Stored data entries:
'''
//! Property tests for the Labor Cost Engine.
//!
//! These check the invariants that must hold for any schedule: hourly weeks
//! split exactly into regular and overtime hours, the parser never panics
//! and never produces a negative shift, and allocation is deterministic.

use chrono::{Days, NaiveDate};
use proptest::prelude::*;
use rust_decimal::Decimal;

use labor_cost_engine::calculation::{
    FrontLoadedOvertime, LaborCostAllocator, OvertimeStrategy, ProportionalOvertime,
    WEEKLY_OVERTIME_THRESHOLD, allocate, parse_shift,
};
use labor_cost_engine::models::{Employee, WeekAssignments, WeeklyAssignment};

fn week_start() -> NaiveDate {
    NaiveDate::from_ymd_opt(2025, 3, 3).unwrap()
}

/// Shift lengths in quarter hours, up to 16 hours.
fn shift_hours() -> impl Strategy<Value = Decimal> {
    (1u32..=64).prop_map(|quarters| Decimal::new(i64::from(quarters) * 25, 2))
}

/// Shift text in the editor's notation, e.g. "9am-5pm" or "10-6".
fn shift_text() -> impl Strategy<Value = String> {
    let token = (0u32..=12, prop_oneof![Just(""), Just("am"), Just("pm")])
        .prop_map(|(hour, suffix)| format!("{hour}{suffix}"));
    (token.clone(), token).prop_map(|(start, end)| format!("{start}-{end}"))
}

/// One employee's week: up to seven shifts keyed by consecutive dates.
fn assignment_for(employee_id: &str, texts: &[String]) -> WeeklyAssignment {
    let mut assignment = WeeklyAssignment::new(employee_id);
    for (offset, text) in texts.iter().enumerate() {
        let date = week_start() + Days::new(offset as u64);
        assignment.insert(date, parse_shift(text, "CLOSED").shift);
    }
    assignment
}

proptest! {
    #[test]
    fn strategies_split_hours_exactly(hours in prop::collection::vec(shift_hours(), 0..=7)) {
        let total: Decimal = hours.iter().copied().sum();
        let strategies: [&dyn OvertimeStrategy; 2] = [&FrontLoadedOvertime, &ProportionalOvertime];

        for strategy in strategies {
            let splits = strategy.allocate(&hours, WEEKLY_OVERTIME_THRESHOLD);
            prop_assert_eq!(splits.len(), hours.len());

            let regular: Decimal = splits.iter().map(|s| s.regular_hours).sum();
            let overtime: Decimal = splits.iter().map(|s| s.overtime_hours).sum();
            prop_assert_eq!(regular + overtime, total);
            prop_assert!(regular <= WEEKLY_OVERTIME_THRESHOLD);
            prop_assert_eq!(overtime, (total - WEEKLY_OVERTIME_THRESHOLD).max(Decimal::ZERO));

            for (split, h) in splits.iter().zip(&hours) {
                prop_assert!(split.regular_hours >= Decimal::ZERO);
                prop_assert!(split.overtime_hours >= Decimal::ZERO);
                prop_assert_eq!(split.total_hours(), *h);
            }
        }
    }

    #[test]
    fn parser_is_total(text in ".{0,24}") {
        let result = parse_shift(&text, "CLOSED");
        prop_assert!(result.shift.duration_hours >= Decimal::ZERO);
        prop_assert!(result.shift.duration_hours <= Decimal::from(24));
        if result.warning.is_some() {
            prop_assert!(!result.shift.is_worked());
        }
    }

    #[test]
    fn well_formed_text_parses_without_warning(text in shift_text()) {
        let result = parse_shift(&text, "CLOSED");
        prop_assert!(result.warning.is_none(), "unexpected warning for {}", text);
        prop_assert!(result.shift.duration_hours > Decimal::ZERO);
        prop_assert!(result.shift.duration_hours <= Decimal::from(24));
    }

    #[test]
    fn hourly_week_matches_weekly_threshold(
        texts in prop::collection::vec(shift_text(), 0..=7),
        rate in 1u32..=50,
    ) {
        let assignment = assignment_for("emp_prop", &texts);
        let weekly_hours = assignment.total_hours();
        let mut week = WeekAssignments::new();
        week.insert("emp_prop".to_string(), assignment);
        let employees = vec![Employee::hourly("emp_prop", Decimal::from(rate))];

        let result = allocate(&week, &employees, Decimal::from(25));

        let regular: Decimal = result.shift_costs.iter().map(|e| e.regular_hours).sum();
        let overtime: Decimal = result.shift_costs.iter().map(|e| e.overtime_hours).sum();
        prop_assert_eq!(regular + overtime, weekly_hours);
        prop_assert!(regular <= WEEKLY_OVERTIME_THRESHOLD);
        prop_assert_eq!(overtime, (weekly_hours - WEEKLY_OVERTIME_THRESHOLD).max(Decimal::ZERO));
        for entry in &result.shift_costs {
            prop_assert_eq!(entry.is_overtime, entry.overtime_hours > Decimal::ZERO);
        }
    }

    #[test]
    fn allocation_is_deterministic(
        hourly in prop::collection::vec(shift_text(), 0..=7),
        salaried in prop::collection::vec(shift_text(), 0..=7),
    ) {
        let mut week = WeekAssignments::new();
        week.insert("emp_h".to_string(), assignment_for("emp_h", &hourly));
        week.insert("emp_s".to_string(), assignment_for("emp_s", &salaried));
        let employees = vec![
            Employee::hourly("emp_h", Decimal::new(1850, 2)),
            Employee::salaried("emp_s", Decimal::from(900)),
        ];
        let allocator = LaborCostAllocator::new();

        let first = allocator.allocate(&week, &employees, Decimal::from(28));
        let second = allocator.allocate(&week, &employees, Decimal::from(28));
        prop_assert_eq!(first, second);
    }

    #[test]
    fn salary_is_fully_distributed(days in 1usize..=7, salary in 100u32..=5000) {
        let texts = vec!["9am-5pm".to_string(); days];
        let mut week = WeekAssignments::new();
        week.insert("emp_s".to_string(), assignment_for("emp_s", &texts));
        let employees = vec![Employee::salaried("emp_s", Decimal::from(salary))];

        let result = allocate(&week, &employees, Decimal::from(25));

        let paid: Decimal = result.shift_costs.iter().map(|e| e.cost).sum();
        prop_assert_eq!(result.shift_costs.len(), days);
        prop_assert_eq!(paid.round_dp(2), Decimal::from(salary));
    }
}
'''
* [TASK DETAILS]
Which of the lines above carry the string "NaiveDate"? Pick them out and copy them.

* [FINISHED EXERCISE]
use chrono::{Days, NaiveDate};
fn week_start() -> NaiveDate {
    NaiveDate::from_ymd_opt(2025, 3, 3).unwrap()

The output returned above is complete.